I actually think it’s kind of funny the way that it plays out in this story. God’s like, “I’ve seen the people,” “I know their pain,” “I’ve heard their cry,” I’ve come to rescue.” But then, “So you. Get going.” So compassionate, so demanding!

But I think we already know. God’s work on earth is done primarily through God’s people paying attention and responding on God’s behalf

Every week we light our peace candle and we pray for peace. We pray, hoping that God is paying attention, that God’s vision for a just peace is realized in our communities and in the world. But God is also expecting us to be paying attention. Expecting us to be enacting that vision of peace and compassion and wholeness and justice.

I think one of the things that frustrates me most about the ‘thoughts and prayers’ kinds of responses to tragic events like gun violence is the lack of action.  That’s probably the thing that bothers a lot of people. 
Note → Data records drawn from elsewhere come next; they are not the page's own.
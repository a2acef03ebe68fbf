//! Data models for decks, cards and the annotation ledgers.

use chrono::{DateTime, Local};
use serde::{Deserialize, Serialize};
use uuid::Uuid;

/// Short opaque identifier, same shape for decks and cards.
pub(crate) fn short_id() -> String {
    Uuid::new_v4().to_string()[..8].to_string()
}

/// A single flashcard.
#[derive(Debug, Clone, PartialEq, Serialize, Deserialize)]
pub struct Card {
    pub id: String,
    pub question: String,
    pub answer: String,
    pub created_at: DateTime<Local>,
}

impl Card {
    pub fn new(question: String, answer: String) -> Self {
        Self {
            id: short_id(),
            question,
            answer,
            created_at: Local::now(),
        }
    }
}

/// A named collection of flashcards. Card order is display order.
#[derive(Debug, Clone, PartialEq, Serialize, Deserialize)]
pub struct Deck {
    pub id: String,
    pub name: String,
    #[serde(default)]
    pub description: String,
    pub cards: Vec<Card>,
    pub created_at: DateTime<Local>,
}

impl Deck {
    pub fn new(name: String, description: Option<String>) -> Self {
        Self {
            id: short_id(),
            name,
            description: description.unwrap_or_default(),
            cards: Vec::new(),
            created_at: Local::now(),
        }
    }

    pub fn find_card(&self, card_id: &str) -> Option<&Card> {
        self.cards.iter().find(|c| c.id == card_id)
    }

    /// Whether a card id is already used inside this deck.
    pub fn has_card(&self, card_id: &str) -> bool {
        self.find_card(card_id).is_some()
    }
}

/// The three study-outcome ledgers.
#[derive(Debug, Clone, Copy, PartialEq, Eq, Hash)]
pub enum Ledger {
    Completed,
    Important,
    Review,
}

impl Ledger {
    pub const ALL: [Ledger; 3] = [Ledger::Completed, Ledger::Important, Ledger::Review];

    pub fn name(&self) -> &'static str {
        match self {
            Self::Completed => "completed",
            Self::Important => "important",
            Self::Review => "review",
        }
    }
}

/// Snapshot of a card taken when a study outcome was recorded.
///
/// The copy is independent of the live card: removing or changing the card
/// afterwards does not touch the entry.
#[derive(Debug, Clone, PartialEq, Serialize, Deserialize)]
pub struct LedgerEntry {
    pub card_id: String,
    pub deck_id: String,
    pub question: String,
    pub answer: String,
    pub created_at: DateTime<Local>,
}

impl LedgerEntry {
    pub fn snapshot(card: &Card, deck_id: &str) -> Self {
        Self {
            card_id: card.id.clone(),
            deck_id: deck_id.to_string(),
            question: card.question.clone(),
            answer: card.answer.clone(),
            created_at: card.created_at,
        }
    }

    pub fn refers_to(&self, card_id: &str, deck_id: &str) -> bool {
        self.card_id == card_id && self.deck_id == deck_id
    }
}

/// Statistics for a deck.
#[derive(Debug, Default, Clone, PartialEq, Eq)]
pub struct DeckStats {
    pub total_cards: usize,
    pub active_cards: usize,
    pub completed_cards: usize,
    pub important_cards: usize,
    pub review_cards: usize,
}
David Cross has a very funny bit in his comedy act. He says, “I would like to officially substitute, ‘casting spells and chanting’ in place of ‘thoughts and prayers.’ I’d love if we could make it, next time the twitter machine gets going and there’s a tragedy somewhere. You know, there’s 120 people die in a mass shooting, you’re like, ‘Just so you know, I’m casting spells and chanting for everybody’s soul.'”
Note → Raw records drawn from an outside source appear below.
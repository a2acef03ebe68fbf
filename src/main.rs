//! Swipedeck - flashcard decks with completed, important and review ledgers.
//!
//! Decks live only as long as the process; use `export` to dump them.

use std::fs::File;
use std::io::{self, BufReader, IsTerminal};
use std::path::PathBuf;

use anyhow::{Context, Result};
use clap::Parser;
use tracing_subscriber::{layer::SubscriberExt, util::SubscriberInitExt, EnvFilter};

use swipedeck::config::Config;
use swipedeck::shell::Shell;
use swipedeck::store::DeckStore;
use swipedeck::transfer;

// ══════════════════════════════════════════════════════════════════════════
// CLI Arguments
// ══════════════════════════════════════════════════════════════════════════

#[derive(Parser, Debug)]
#[command(name = "swipedeck")]
#[command(author, version, about = "Swipe-driven flashcard decks", long_about = None)]
struct Args {
    /// Read shell commands from a file instead of stdin
    #[arg(short, long)]
    script: Option<PathBuf>,

    /// Config file (defaults to the user config directory)
    #[arg(short, long)]
    config: Option<PathBuf>,

    /// Write a JSON snapshot of all decks here on exit
    #[arg(short, long)]
    export: Option<PathBuf>,

    /// Write the default config file and exit
    #[arg(long)]
    write_config: bool,
}

// ══════════════════════════════════════════════════════════════════════════
// Main Entry Point
// ══════════════════════════════════════════════════════════════════════════

fn main() -> Result<()> {
    let args = Args::parse();

    let config_path = args.config.unwrap_or_else(Config::default_path);

    if args.write_config {
        Config::default().save_to(&config_path)?;
        println!("✓ Wrote default config to {}", config_path.display());
        return Ok(());
    }

    let config = Config::load_from(&config_path)?;
    init_logging(&config);

    let mut store = DeckStore::new();
    store.subscribe(|command, state| {
        tracing::trace!(?command, decks = state.decks.len(), "state changed");
    });

    let stdout = io::stdout().lock();
    match args.script {
        Some(path) => {
            let file = File::open(&path)
                .with_context(|| format!("Failed to open script: {:?}", path))?;
            Shell::new(&mut store, &config, stdout).run(BufReader::new(file))?;
        }
        None => {
            let interactive = io::stdin().is_terminal();
            Shell::new(&mut store, &config, stdout)
                .with_prompt(interactive)
                .run(io::stdin().lock())?;
        }
    }

    if let Some(path) = args.export {
        let count = transfer::export_snapshot(&store, &path)?;
        eprintln!("✓ Exported {} decks to {}", count, path.display());
    }

    Ok(())
}

fn init_logging(config: &Config) {
    let filter = EnvFilter::try_from_default_env()
        .unwrap_or_else(|_| EnvFilter::new(&config.log_filter));

    tracing_subscriber::registry()
        .with(filter)
        .with(tracing_subscriber::fmt::layer().with_writer(io::stderr))
        .init();
}
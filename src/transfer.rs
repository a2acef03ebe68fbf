//! Moving cards in and out of the store: CSV import and JSON snapshots.
//!
//! Neither direction makes the store durable. A snapshot is a one-way dump
//! for inspection; nothing reads it back.

use anyhow::{Context, Result};
use serde::Serialize;
use std::fs;
use std::path::Path;

use crate::store::{DeckState, DeckStore};

/// Parse `front,back` lines. A first line mentioning "front" is a header.
/// Lines with an empty side are skipped.
pub fn parse_csv(content: &str) -> Vec<(String, String)> {
    let mut cards = Vec::new();

    for (i, line) in content.lines().enumerate() {
        // Skip header
        if i == 0 && line.to_lowercase().contains("front") {
            continue;
        }

        let parts: Vec<&str> = line.split(',').collect();
        if parts.len() >= 2 {
            let front = parts[0].trim();
            let back = parts[1].trim();

            if !front.is_empty() && !back.is_empty() {
                cards.push((front.to_string(), back.to_string()));
            }
        }
    }

    cards
}

/// Create a deck from a CSV file, named after the file.
/// Returns the new deck id and the number of cards added.
pub fn import_csv(store: &mut DeckStore, csv_path: &Path) -> Result<(String, usize)> {
    let content = fs::read_to_string(csv_path)
        .with_context(|| format!("Failed to read CSV file: {:?}", csv_path))?;
    let cards = parse_csv(&content);

    let deck_name = csv_path
        .file_stem()
        .and_then(|s| s.to_str())
        .map(filename_to_title_case)
        .filter(|s| !s.is_empty())
        .unwrap_or_else(|| "Imported Deck".to_string());

    let deck_id = store.create_deck(&deck_name, None);
    for (front, back) in &cards {
        store.add_card(&deck_id, front, back);
    }

    tracing::info!(deck = %deck_name, cards = cards.len(), "imported csv");
    Ok((deck_id, cards.len()))
}

/// Convert a filename (snake_case or kebab-case) to Title Case.
pub fn filename_to_title_case(name: &str) -> String {
    name.split(|c| c == '_' || c == '-')
        .filter(|s| !s.is_empty())
        .map(|word| {
            let mut chars = word.chars();
            match chars.next() {
                None => String::new(),
                Some(first) => {
                    first.to_uppercase().collect::<String>() + chars.as_str().to_lowercase().as_str()
                }
            }
        })
        .collect::<Vec<_>>()
        .join(" ")
}

/// Snapshot format containing the whole store.
#[derive(Debug, Serialize)]
pub struct Snapshot<'a> {
    pub version: u32,
    pub created_at: chrono::DateTime<chrono::Local>,
    #[serde(flatten)]
    pub state: &'a DeckState,
}

/// Write the whole store to `path` as pretty JSON. Returns the deck count.
pub fn export_snapshot(store: &DeckStore, path: &Path) -> Result<usize> {
    let snapshot = Snapshot {
        version: 1,
        created_at: chrono::Local::now(),
        state: store.state(),
    };

    let json = serde_json::to_string_pretty(&snapshot)?;
    fs::write(path, json).with_context(|| format!("Failed to write snapshot: {:?}", path))?;

    Ok(snapshot.state.decks.len())
}

#[cfg(test)]
mod tests {
    use super::*;
    use pretty_assertions::assert_eq;

    #[test]
    fn csv_skips_header_and_blank_sides() {
        let cards = parse_csv("Front,Back\nhola, hello\n,empty\nadios,goodbye\nlonely\n");
        assert_eq!(
            cards,
            vec![
                ("hola".to_string(), "hello".to_string()),
                ("adios".to_string(), "goodbye".to_string()),
            ]
        );
    }

    #[test]
    fn title_case_from_file_stem() {
        assert_eq!(filename_to_title_case("spanish_verbs-basic"), "Spanish Verbs Basic");
        assert_eq!(filename_to_title_case("__"), "");
    }

    #[test]
    fn import_creates_named_deck() {
        let dir = tempfile::tempdir().unwrap();
        let path = dir.path().join("spanish_basics.csv");
        fs::write(&path, "front,back\nhola,hello\ngracias,thanks\n").unwrap();

        let mut store = DeckStore::new();
        let (deck_id, count) = import_csv(&mut store, &path).unwrap();

        assert_eq!(count, 2);
        let deck = store.get_deck_by_id(&deck_id).unwrap();
        assert_eq!(deck.name, "Spanish Basics");
        assert_eq!(deck.cards[1].question, "gracias");
    }

    #[test]
    fn import_missing_file_fails() {
        let mut store = DeckStore::new();
        assert!(import_csv(&mut store, Path::new("/nonexistent/x.csv")).is_err());
        assert!(store.decks().is_empty());
    }

    #[test]
    fn export_writes_all_ledgers() {
        let dir = tempfile::tempdir().unwrap();
        let path = dir.path().join("snapshot.json");

        let mut store = DeckStore::new();
        let deck_id = store.create_deck("Spanish", None);
        store.add_card(&deck_id, "hola", "hello");
        let card_id = store.get_cards_by_deck(&deck_id)[0].id.clone();
        store.mark_important(&card_id, &deck_id);

        assert_eq!(export_snapshot(&store, &path).unwrap(), 1);

        let value: serde_json::Value =
            serde_json::from_str(&fs::read_to_string(&path).unwrap()).unwrap();
        assert_eq!(value["version"], 1);
        assert_eq!(value["decks"][0]["name"], "Spanish");
        assert_eq!(value["important_cards"][0]["question"], "hola");
        assert_eq!(value["completed_cards"].as_array().unwrap().len(), 0);
    }
}
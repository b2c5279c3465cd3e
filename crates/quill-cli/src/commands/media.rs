use std::path::Path;

use quill_core::{MediaId, MediaItem};

use crate::commands::common::{format_timestamp, open_store, resolve_media, short_id};
use crate::error::CliError;

pub async fn run_media_import(path: &Path, data_dir: &Path) -> Result<MediaId, CliError> {
    let store = open_store(data_dir).await?;
    let media = store.import_media(path).await?;

    println!("{}", media.id);
    Ok(media.id)
}

pub async fn run_media_list(as_json: bool, data_dir: &Path) -> Result<(), CliError> {
    let store = open_store(data_dir).await?;
    let media = store.list_media().await?;

    if as_json {
        println!("{}", serde_json::to_string_pretty(&media)?);
    } else {
        for line in format_media_lines(&media) {
            println!("{line}");
        }
    }
    Ok(())
}

pub async fn run_media_export(id: &str, output: &Path, data_dir: &Path) -> Result<(), CliError> {
    let store = open_store(data_dir).await?;
    let media = resolve_media(id, &store).await?;
    store.export_media(&media.id, output).await?;

    println!("Exported {} to {}", media.file_name, output.display());
    Ok(())
}

pub async fn run_media_delete(id: &str, data_dir: &Path) -> Result<MediaId, CliError> {
    let store = open_store(data_dir).await?;
    let media = resolve_media(id, &store).await?;
    store.delete_media(&media.id).await?;

    println!("{}", media.id);
    Ok(media.id)
}

pub fn format_media_lines(media: &[MediaItem]) -> Vec<String> {
    media
        .iter()
        .map(|item| {
            format!(
                "{:<13}  {:<32}  {:<24}  {:>10}  {}",
                short_id(&item.id.to_string()),
                item.file_name,
                item.mime_type,
                format_size(item.size_bytes),
                format_timestamp(item.updated_at)
            )
        })
        .collect()
}

#[allow(clippy::cast_precision_loss)]
pub fn format_size(bytes: i64) -> String {
    const KIB: i64 = 1024;
    const MIB: i64 = 1024 * KIB;

    if bytes < KIB {
        format!("{bytes} B")
    } else if bytes < MIB {
        format!("{:.1} KiB", bytes as f64 / KIB as f64)
    } else {
        format!("{:.1} MiB", bytes as f64 / MIB as f64)
    }
}
//! Batch synchronization between the local store and one remote per session.
//!
//! Sync is pull-then-push: the orchestrator fetches the remote change set,
//! collects local changes since the profile checkpoint, resolves conflicts
//! and propagates the merged result to both sides.

mod adapter;
mod change;
mod collector;
pub mod conflict;
mod error;
mod folder;
mod network;
mod orchestrator;
pub mod profile;
mod store;

pub use adapter::{AdapterRegistry, SyncAdapter};
pub use change::{ChangeKey, ChangeKind, ChangePayload, ChangeRecord, EntityKind, Tombstone};
pub use collector::{latest_per_entity, merge_changes, LocalChangeCollector};
pub use conflict::{
    detect, settled_deletions, ConflictKind, ConflictPolicy, ConflictResolver, Resolution,
    SyncConflict,
};
pub use error::{SyncError, SyncResult};
pub use folder::{FolderMode, FolderSyncAdapter, SyncManifest};
pub use network::{NetworkSyncAdapter, PushRequest, RemoteChanges};
pub use orchestrator::{SessionState, SyncOptions, SyncOrchestrator, SyncReport};
pub use profile::{ProtocolKind, SyncProfile};
pub use store::{CheckpointStore, EntityStore};
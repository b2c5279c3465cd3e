//! Data models for Quill

mod conflict_log;
mod folder;
mod id;
mod media;
mod note;

pub use conflict_log::ConflictLogEntry;
pub use folder::{Folder, FolderId};
pub use media::{guess_mime_type, MediaId, MediaItem};
pub use note::{extract_tags, Note, NoteId};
If you are actually thinking about and praying for God’s intervention, for fewer gun deaths, for communities to experience less violence, then God might actually be inviting you to lead our communities beyond and out of enslavement to violence. Paying attention – including through prayer and meditation and thoughtful reflection – will probably require action.

Last week I talked about Jacob’s experience in the wilderness that had some parallel’s to Moses: an experience with God that was unexpected and mysterious and in which there’s this sudden realization that the place that you didn’t know was holy, is actually the dwelling place of God. Any place and every place is that.

That means that God can be encountered anywhere, everywhere and we should be paying attention for those encounters all the time. Which is terrifying! The idea that God could ask us to lead or serve or act in ways that might change our lives. Terrifying!

Moses thought so too. But God will not leave us alone – both in the sense that now that God has your attention, God’s probably going to keep talking until you respond. And in the sense that God will give us community. Moses didn’t want to talk? God’s like, I gotchu. And we see as his story continues, he also has his sister, his father in law, even a kind of board of elders who companion him in his work.

I see this happening in both in the work of the church and in other organizing work I do in the community. I will tell you it feel like nothing less than a miracle that the PTSA in my school that I thought was going to die is being revived. I was like a remnant board member ready to throw up my hands when a couple of people from the bigger PTA community asked me to hold on a little longer, to call a meeting, to talk to the school admins and low an behold, there are in fact people stepping up to lead. I wasn’t actually alone. 

I feel a little the same in the work with Mennonite Action. I do my little piece. We invite and people respond – because we do the work together, each offering what we can and God surrounds us with others who have our backs, who carry the work of proclaiming peace, teaching justice, together.

Friends, I pray that we may pay attention. Attention that responds ‘Here I am.” Attention that moves and acts and shares the movement and action with all others who are listening and responding to the call. Amen.